Being A Multi-Passionate Person Who Doesn’t Fit a Job Title
Here is one for the multi-passionate person who doesn’t fit a job title. You are beautifully made.

When people ask me what I do, I usually pause and say something like, “Oh… lots of things.”
Cue the puzzled look.
So I rattle off a few things I’m currently working on and that usually makes them more confused.
Then comes the follow-up: “No, but what do you do?”
Ah. Translation: How do you make money?
Well, that’s a different question entirely. And still, not a single answer.
I’m a multi-passionate person and in today’s world, that can feel like both a gift and a curse.
There’s no standard job title that quite covers my life.
Coach? Choreographer? Writer? Homesteader? Hostess? Teacher of things not often taught?
I do all of the above, sometimes on the same day. But to answer the what do you do question with just one of those feels incomplete.
Some of those fall under my professional identity, others are just part of my personal creative projects. And all of them are part of my calling. All of them (and more) encompass the things that I do with my time.
What Does It Mean to Be Multi-Passionate?
Being multi-passionate means having a wide range of interests across different industries, often with seemingly unrelated things that still make sense in your unique mix.
It means learning new tools and skills, pursuing different passions, and not feeling confined to a traditional career path or the corporate world.
It means your creative energy doesn’t live in a box, it flows.
You’re likely someone who’s dabbled in different fields, started a few side projects, maybe even launched your own business or five (like me!).
And while that can be invigorating, it can also be confusing, especially in a world that tells us the best way to succeed is to specialize.
The Struggle With Specialists
If you’ve ever had a hard time answering the “So what do you do?” question, you’re not alone.
Some of us aren’t wired to pick one line of work and stick with it for the rest of our life.
We’re creative grasshoppers, moving from one idea to the next, not because we’re flaky, but because we’re fueled by curiosity and discovery. I love learning new skills, exploring different interests, and coming up with new ideas. It’s how I am wired.
Multi-passionate creatives and multi-passionate entrepreneurs are the ones with twenty tabs open in our brains.
The ones who start a new project before finishing the last one.
The ones with to-do lists that read like:
- Write blog post
- Finish choreography
- Start online training course
- Learn how to make goat cheese
- Outline a book
- Create a retreat
- Look up how to propagate fig trees
- Forage acorns for baking project
You know, just a typical Tuesday.
There are many people out there who say the riches are in the niches and I do believe there is some validity to that. But niching down isn’t meant for everyone. It can feel boring, stuck, unimaginative.
Anytime I’ve gone through a transition phase in life, I’ve wrestled with the pressure to figure out the one thing I’ll focus on next. And almost every time, that search leads me straight into anxiety and frustration.

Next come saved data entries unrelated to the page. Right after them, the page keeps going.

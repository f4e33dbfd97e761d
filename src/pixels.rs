//! Pixel packing: maps frame bytes to and from an RGB raster grid.
//!
//! Three bytes per pixel, row-major, final pixels zero-padded. The grid aims
//! for a near-square shape capped at a maximum width. Unpacking returns the
//! full `width * height * 3` bytes; the frame's own length prefix and
//! sentinel are the framing authorities, so the trailing padding is harmless.

use image::RgbImage;

use crate::config::PIXEL_BYTES;
use crate::error::{CodecError, Result};

/// Computes the raster dimensions for a payload of `len` bytes.
pub fn dimensions(len: usize, max_width: u32) -> (u32, u32) {
    let pixels_needed = len.div_ceil(PIXEL_BYTES).max(1);

    #[allow(clippy::cast_precision_loss, clippy::cast_sign_loss, clippy::cast_possible_truncation)]
    let square = (pixels_needed as f64).sqrt().ceil() as u32;
    let width = square.clamp(1, max_width);

    let height = u32::try_from(pixels_needed.div_ceil(width as usize)).unwrap_or(u32::MAX);

    (width, height)
}

/// Packs payload bytes into an RGB image, zero-padding the tail.
///
/// Deterministic for a given payload length and `max_width`.
pub fn pack(payload: &[u8], max_width: u32) -> Result<RgbImage> {
    if payload.is_empty() {
        return Err(CodecError::EmptyInput);
    }

    if max_width == 0 {
        return Err(CodecError::Config("max_width must be positive".into()));
    }

    let (width, height) = dimensions(payload.len(), max_width);

    let mut buf = vec![0u8; width as usize * height as usize * PIXEL_BYTES];
    buf[..payload.len()].copy_from_slice(payload);

    RgbImage::from_raw(width, height, buf)
        .ok_or_else(|| CodecError::Config("pixel buffer does not match raster dimensions".into()))
}

/// Flattens an RGB image back to its raw `width * height * 3` bytes,
/// row-major.
pub fn unpack(image: &RgbImage) -> Vec<u8> {
    image.as_raw().clone()
}

#[cfg(test)]
mod tests {
    use super::*;

    #[test]
    fn test_dimensions_near_square() {
        // 1200 bytes -> 400 pixels -> 20x20
        assert_eq!(dimensions(1200, 8192), (20, 20));
    }

    #[test]
    fn test_dimensions_capped_width() {
        let (width, height) = dimensions(3 * 100 * 100, 10);
        assert_eq!(width, 10);
        assert_eq!(height, 1000);
    }

    #[test]
    fn test_dimensions_partial_pixel() {
        // 4 bytes -> 2 pixels -> 2x1
        assert_eq!(dimensions(4, 8192), (2, 1));
    }

    #[test]
    fn test_pack_unpack_roundtrip() {
        let payload: Vec<u8> = (0..=255u8).cycle().take(5000).collect();
        let image = pack(&payload, 8192).unwrap();

        let bytes = unpack(&image);
        assert_eq!(bytes.len() % PIXEL_BYTES, 0);
        assert_eq!(&bytes[..payload.len()], &payload[..]);
        // tail padding is all zeros
        assert!(bytes[payload.len()..].iter().all(|&b| b == 0));
    }

    #[test]
    fn test_pack_deterministic() {
        let payload = vec![7u8; 1000];
        let a = pack(&payload, 64).unwrap();
        let b = pack(&payload, 64).unwrap();
        assert_eq!(a.dimensions(), b.dimensions());
        assert_eq!(a.as_raw(), b.as_raw());
    }

    #[test]
    fn test_pack_empty_rejected() {
        assert!(matches!(pack(&[], 8192), Err(CodecError::EmptyInput)));
    }

    #[test]
    fn test_pack_zero_width_rejected() {
        assert!(matches!(pack(&[1, 2, 3], 0), Err(CodecError::Config(_))));
    }

    #[test]
    fn test_single_byte_payload() {
        let image = pack(&[0xAB], 8192).unwrap();
        assert_eq!(image.dimensions(), (1, 1));
        assert_eq!(unpack(&image), vec![0xAB, 0, 0]);
    }
}
//! Error taxonomy for the codec.
//!
//! Configuration and validation errors fail fast, before any cryptographic
//! work. During decode discovery, per-image structural problems are recovered
//! locally (skip and warn); authentication, integrity, and incompleteness
//! errors abort the entire reconstruction.

use thiserror::Error;

/// All failure modes of the encode/decode boundary.
#[derive(Debug, Error)]
pub enum CodecError {
    /// Invalid runtime configuration, e.g. a non-positive chunk size.
    #[error("invalid configuration: {0}")]
    Config(String),

    /// Master key is missing, malformed, or degenerate.
    #[error("invalid master key: {0}")]
    InvalidKey(String),

    /// User id is empty, too long, or contains forbidden characters.
    #[error("invalid user id: {0}")]
    InvalidUserId(String),

    /// Original filename is empty, too long, or contains forbidden characters.
    #[error("invalid filename: {0}")]
    InvalidFilename(String),

    /// Input payload is zero-length.
    #[error("input is empty")]
    EmptyInput,

    /// Serialized header does not fit the fixed header budget.
    #[error("header JSON is {size} bytes, exceeds the {max} byte budget")]
    HeaderTooLarge { size: usize, max: usize },

    /// Frame bytes are structurally unusable: too small, bad length prefix,
    /// unparseable header, or truncated ciphertext.
    #[error("corrupt frame: {0}")]
    CorruptFrame(String),

    /// Header parsed but carries an unknown magic string or version.
    #[error("unsupported frame format: magic {magic:?}, version {version}")]
    UnsupportedFormat { magic: String, version: u32 },

    /// Cipher setup or encryption failed. Does not indicate tampering.
    #[error("cipher failure: {0}")]
    Crypto(String),

    /// AEAD tag verification failed: wrong key, wrong user id, or tampering.
    #[error("authentication failed for chunk {index}: wrong key, wrong user id, or tampered data")]
    Authentication { index: u32 },

    /// Decrypted plaintext does not match the SHA-256 recorded at encode time.
    #[error("integrity check failed for chunk {index}: plaintext hash mismatch")]
    Integrity { index: u32 },

    /// Chunk indices are missing or gapped; reconstruction refuses to guess.
    #[error("incomplete chunk set: expected {expected} chunks, found {found}")]
    IncompleteSet { expected: u32, found: u32 },

    /// No candidate image contained a parseable frame.
    #[error("no valid frames found among {scanned} candidate images")]
    NoFrames { scanned: usize },

    /// Chunk is flagged compressed but decompression failed.
    #[error("decompression failed for chunk {index}: {reason}")]
    Decompression { index: u32, reason: String },
}

/// Convenience alias used throughout the codec.
pub type Result<T> = std::result::Result<T, CodecError>;
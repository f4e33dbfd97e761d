//! Duration probing for chunking policy.
//!
//! The planner only needs a rough answer to one question: is this payload a
//! short audio file? Probes are injected as a capability so availability is
//! an ordinary branch rather than a runtime import check, and so tests can
//! substitute fixed answers.

use std::time::Duration;

/// Measures the playback duration of a payload, if the format is recognized.
pub trait DurationProbe: Sync {
    /// Returns the duration, or `None` when the payload cannot be measured.
    fn duration(&self, bytes: &[u8]) -> Option<Duration>;
}

/// Probe that never recognizes anything. Forces byte-based chunking.
pub struct NoProbe;

impl DurationProbe for NoProbe {
    fn duration(&self, _bytes: &[u8]) -> Option<Duration> {
        None
    }
}

/// RIFF/WAVE header probe.
///
/// Walks the chunk list for `fmt ` (byte rate) and `data` (payload size) and
/// computes duration as `data_size / byte_rate`. Any structural oddity yields
/// `None`; a file we cannot measure is simply chunked by size.
pub struct WavProbe;

impl DurationProbe for WavProbe {
    fn duration(&self, bytes: &[u8]) -> Option<Duration> {
        if bytes.len() < 12 || &bytes[0..4] != b"RIFF" || &bytes[8..12] != b"WAVE" {
            return None;
        }

        let mut byte_rate: Option<u32> = None;
        let mut data_size: Option<u32> = None;

        let mut offset = 12usize;
        while offset + 8 <= bytes.len() {
            let id = &bytes[offset..offset + 4];
            let size = u32::from_le_bytes(bytes[offset + 4..offset + 8].try_into().ok()?);

            match id {
                b"fmt " => {
                    // byte rate sits at offset 8 of the fmt body
                    if offset + 8 + 12 > bytes.len() {
                        return None;
                    }
                    byte_rate = Some(u32::from_le_bytes(
                        bytes[offset + 16..offset + 20].try_into().ok()?,
                    ));
                }
                b"data" => {
                    data_size = Some(size);
                }
                _ => {}
            }

            if let (Some(rate), Some(data)) = (byte_rate, data_size) {
                if rate == 0 {
                    return None;
                }
                return Some(Duration::from_secs_f64(f64::from(data) / f64::from(rate)));
            }

            // chunks are word-aligned
            let advance = 8 + size as usize + (size as usize & 1);
            offset = offset.checked_add(advance)?;
        }

        None
    }
}
//! Plaintext chunk header: the self-describing metadata at the front of
//! every frame.
//!
//! The header is serialized as compact, key-sorted JSON and authenticated as
//! AEAD associated data, so every field is tamper-evident even though none
//! of it is encrypted. Do not put anything sensitive in the filename or
//! user id.

use std::time::{SystemTime, UNIX_EPOCH};

use serde::{Deserialize, Serialize};

use crate::config::{MAGIC, PROTOCOL_VERSION};
use crate::error::{CodecError, Result};

/// Per-chunk metadata, bound to the ciphertext via AAD.
///
/// Fields are declared in key-sorted order so that `serde_json`'s
/// declaration-order output is byte-identical to the canonical key-sorted
/// compact encoding the wire format requires.
#[derive(Debug, Clone, PartialEq, Serialize, Deserialize)]
pub struct ChunkHeader {
    /// Whether the ciphertext holds a zstd-compressed payload.
    pub compressed: bool,
    /// Format identifier, always [`MAGIC`] for frames we produce.
    pub magic: String,
    /// Zero-based position of this chunk in the original payload.
    pub orig_chunk_index: u32,
    /// Size of the pre-compression plaintext chunk in bytes.
    pub orig_chunk_size: u64,
    /// Original payload filename.
    pub orig_filename: String,
    /// Total number of chunks in the set.
    pub orig_total_chunks: u32,
    /// Hex SHA-256 of the pre-compression plaintext chunk.
    pub sha256: String,
    /// Unix timestamp of encoding.
    pub ts: u64,
    /// User id the key was derived for.
    pub user_id: String,
    /// Frame protocol version.
    pub version: u32,
}

impl ChunkHeader {
    /// Builds a header for one chunk. The `compressed` flag and `sha256`
    /// digest are filled in by the frame builder.
    pub fn new(
        user_id: &str,
        orig_filename: &str,
        orig_chunk_index: u32,
        orig_total_chunks: u32,
        orig_chunk_size: u64,
    ) -> Self {
        let ts = SystemTime::now()
            .duration_since(UNIX_EPOCH)
            .map(|d| d.as_secs())
            .unwrap_or_default();

        Self {
            compressed: false,
            magic: MAGIC.to_owned(),
            orig_chunk_index,
            orig_chunk_size,
            orig_filename: orig_filename.to_owned(),
            orig_total_chunks,
            sha256: String::new(),
            ts,
            user_id: user_id.to_owned(),
            version: PROTOCOL_VERSION,
        }
    }

    /// Serializes to the canonical compact JSON encoding.
    pub fn to_json(&self) -> Result<Vec<u8>> {
        serde_json::to_vec(self)
            .map_err(|e| CodecError::CorruptFrame(format!("header serialization failed: {e}")))
    }

    /// Parses a header from raw JSON bytes and checks magic and version.
    pub fn from_json(bytes: &[u8]) -> Result<Self> {
        let header: Self = serde_json::from_slice(bytes)
            .map_err(|e| CodecError::CorruptFrame(format!("header JSON invalid: {e}")))?;

        if header.magic != MAGIC || header.version != PROTOCOL_VERSION {
            return Err(CodecError::UnsupportedFormat {
                magic: header.magic,
                version: header.version,
            });
        }

        Ok(header)
    }
}

#[cfg(test)]
mod tests {
    use super::*;

    #[test]
    fn test_json_is_compact_and_key_sorted() {
        let mut header = ChunkHeader::new("alice", "song.wav", 0, 3, 120);
        header.ts = 1_700_000_000;
        header.sha256 = "ab".repeat(32);

        let json = String::from_utf8(header.to_json().unwrap()).unwrap();
        let expected = format!(
            "{{\"compressed\":false,\"magic\":\"AUDIO-IMG-V1\",\"orig_chunk_index\":0,\
             \"orig_chunk_size\":120,\"orig_filename\":\"song.wav\",\"orig_total_chunks\":3,\
             \"sha256\":\"{}\",\"ts\":1700000000,\"user_id\":\"alice\",\"version\":1}}",
            "ab".repeat(32)
        );
        assert_eq!(json, expected);
    }

    #[test]
    fn test_json_roundtrip() {
        let mut header = ChunkHeader::new("bob", "take2.flac", 4, 9, 777);
        header.compressed = true;
        header.sha256 = "00".repeat(32);

        let parsed = ChunkHeader::from_json(&header.to_json().unwrap()).unwrap();
        assert_eq!(parsed, header);
    }

    #[test]
    fn test_unknown_magic_rejected() {
        let mut header = ChunkHeader::new("alice", "song.wav", 0, 1, 10);
        header.magic = "NOT-AUDIO".to_owned();

        let bytes = serde_json::to_vec(&header).unwrap();
        assert!(matches!(
            ChunkHeader::from_json(&bytes),
            Err(CodecError::UnsupportedFormat { .. })
        ));
    }

    #[test]
    fn test_unknown_version_rejected() {
        let mut header = ChunkHeader::new("alice", "song.wav", 0, 1, 10);
        header.version = 99;

        let bytes = serde_json::to_vec(&header).unwrap();
        assert!(matches!(
            ChunkHeader::from_json(&bytes),
            Err(CodecError::UnsupportedFormat { .. })
        ));
    }

    #[test]
    fn test_malformed_json_rejected() {
        assert!(matches!(
            ChunkHeader::from_json(b"{\"magic\":"),
            Err(CodecError::CorruptFrame(_))
        ));
    }
}
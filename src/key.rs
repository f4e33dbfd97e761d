//! Key management: validation and HKDF-SHA256 derivation.
//!
//! Every operation derives a fresh per-user key from the caller's master key;
//! nothing is cached or persisted. Different user ids under the same master
//! key yield unrelated keys, and a derived key cannot be inverted to recover
//! the master key.

use hkdf::Hkdf;
use rand::Rng;
use sha2::Sha256;
use zeroize::Zeroize;

use crate::config::{
    FORBIDDEN_CHARS, HKDF_INFO, KEY_SIZE, MAX_FILENAME_LENGTH, MAX_USER_ID_LENGTH,
    MIN_KEY_DISTINCT_BYTES,
};
use crate::error::{CodecError, Result};

/// A 256-bit per-user encryption key.
///
/// Zeroized on drop so key material does not linger in memory after an
/// operation completes.
pub struct DerivedKey {
    bytes: [u8; KEY_SIZE],
}

impl DerivedKey {
    pub fn as_bytes(&self) -> &[u8; KEY_SIZE] {
        &self.bytes
    }
}

impl Drop for DerivedKey {
    fn drop(&mut self) {
        self.bytes.zeroize();
    }
}

impl std::fmt::Debug for DerivedKey {
    fn fmt(&self, f: &mut std::fmt::Formatter<'_>) -> std::fmt::Result {
        f.debug_struct("DerivedKey").field("bytes", &"[REDACTED]").finish()
    }
}

/// Fills a fixed-size array from the system CSPRNG.
pub fn random_bytes<const N: usize>() -> [u8; N] {
    let mut bytes = [0u8; N];
    rand::rng().fill(&mut bytes);
    bytes
}

/// Validates a caller-supplied master key.
///
/// Rejects keys of the wrong length outright, and degenerate keys (all-zero
/// or with very few distinct byte values) as an advisory against patterned,
/// non-random key material.
pub fn validate_master_key(master_key: &[u8]) -> Result<()> {
    if master_key.len() != KEY_SIZE {
        return Err(CodecError::InvalidKey(format!(
            "expected {KEY_SIZE} bytes, got {}",
            master_key.len()
        )));
    }

    if master_key.iter().all(|&b| b == 0) {
        return Err(CodecError::InvalidKey("key is all zeros".into()));
    }

    let mut seen = [false; 256];
    for &b in master_key {
        seen[b as usize] = true;
    }
    let distinct = seen.iter().filter(|&&s| s).count();
    if distinct < MIN_KEY_DISTINCT_BYTES {
        return Err(CodecError::InvalidKey(format!(
            "only {distinct} distinct byte values, key looks patterned"
        )));
    }

    Ok(())
}

/// Validates and trims a user id, returning the trimmed form.
///
/// The user id is bound into key derivation and stored in the plaintext
/// header, so it must be free of path-traversal and control characters.
pub fn validate_user_id(user_id: &str) -> Result<&str> {
    let trimmed = user_id.trim();
    if trimmed.is_empty() {
        return Err(CodecError::InvalidUserId("user id is empty".into()));
    }

    if trimmed.len() > MAX_USER_ID_LENGTH {
        return Err(CodecError::InvalidUserId(format!(
            "user id exceeds {MAX_USER_ID_LENGTH} bytes"
        )));
    }

    check_forbidden(trimmed).map_err(CodecError::InvalidUserId)?;

    Ok(trimmed)
}

/// Validates an original filename recorded in the frame header.
pub fn validate_filename(filename: &str) -> Result<()> {
    if filename.is_empty() {
        return Err(CodecError::InvalidFilename("filename is empty".into()));
    }

    if filename.len() > MAX_FILENAME_LENGTH {
        return Err(CodecError::InvalidFilename(format!(
            "filename exceeds {MAX_FILENAME_LENGTH} bytes"
        )));
    }

    check_forbidden(filename).map_err(CodecError::InvalidFilename)
}

fn check_forbidden(value: &str) -> std::result::Result<(), String> {
    if value.contains("..") {
        return Err("contains path traversal sequence '..'".into());
    }

    if let Some(c) = value.chars().find(|c| FORBIDDEN_CHARS.contains(c)) {
        return Err(format!("contains forbidden character {c:?}"));
    }

    if value.chars().any(char::is_control) {
        return Err("contains control characters".into());
    }

    Ok(())
}

/// Derives the per-user key: HKDF-SHA256(IKM = master_key || user_id,
/// salt = none, info = [`HKDF_INFO`], length = 32).
///
/// Deterministic and one-way; both inputs are validated before any key
/// material is touched.
pub fn derive_key(master_key: &[u8], user_id: &str) -> Result<DerivedKey> {
    validate_master_key(master_key)?;
    let user_id = validate_user_id(user_id)?;

    let mut ikm = Vec::with_capacity(master_key.len() + user_id.len());
    ikm.extend_from_slice(master_key);
    ikm.extend_from_slice(user_id.as_bytes());

    let hkdf = Hkdf::<Sha256>::new(None, &ikm);
    let mut okm = [0u8; KEY_SIZE];
    hkdf.expand(HKDF_INFO, &mut okm)
        .map_err(|e| CodecError::Crypto(format!("HKDF expand failed: {e}")))?;

    ikm.zeroize();

    Ok(DerivedKey { bytes: okm })
}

This happens because I’m asking myself to be something I’m not.
Some people move easily in a straight line. They have a clear plan, a defined path, and their next step makes perfect sense. It’s linear.
But I move in circles. I flow, I shift, I evolve, and often, I find myself drifting back to where I began, but with new eyes.
Circular, Not Linear
I started teaching dance at 18 because I loved dancing, plain and simple (oh, and I needed a job!). I loved teaching dance. So much so that over the years, I explored dance in nearly every form, choreography, directing a professional company, performing, producing. I poured myself into it, and eventually, I burned out.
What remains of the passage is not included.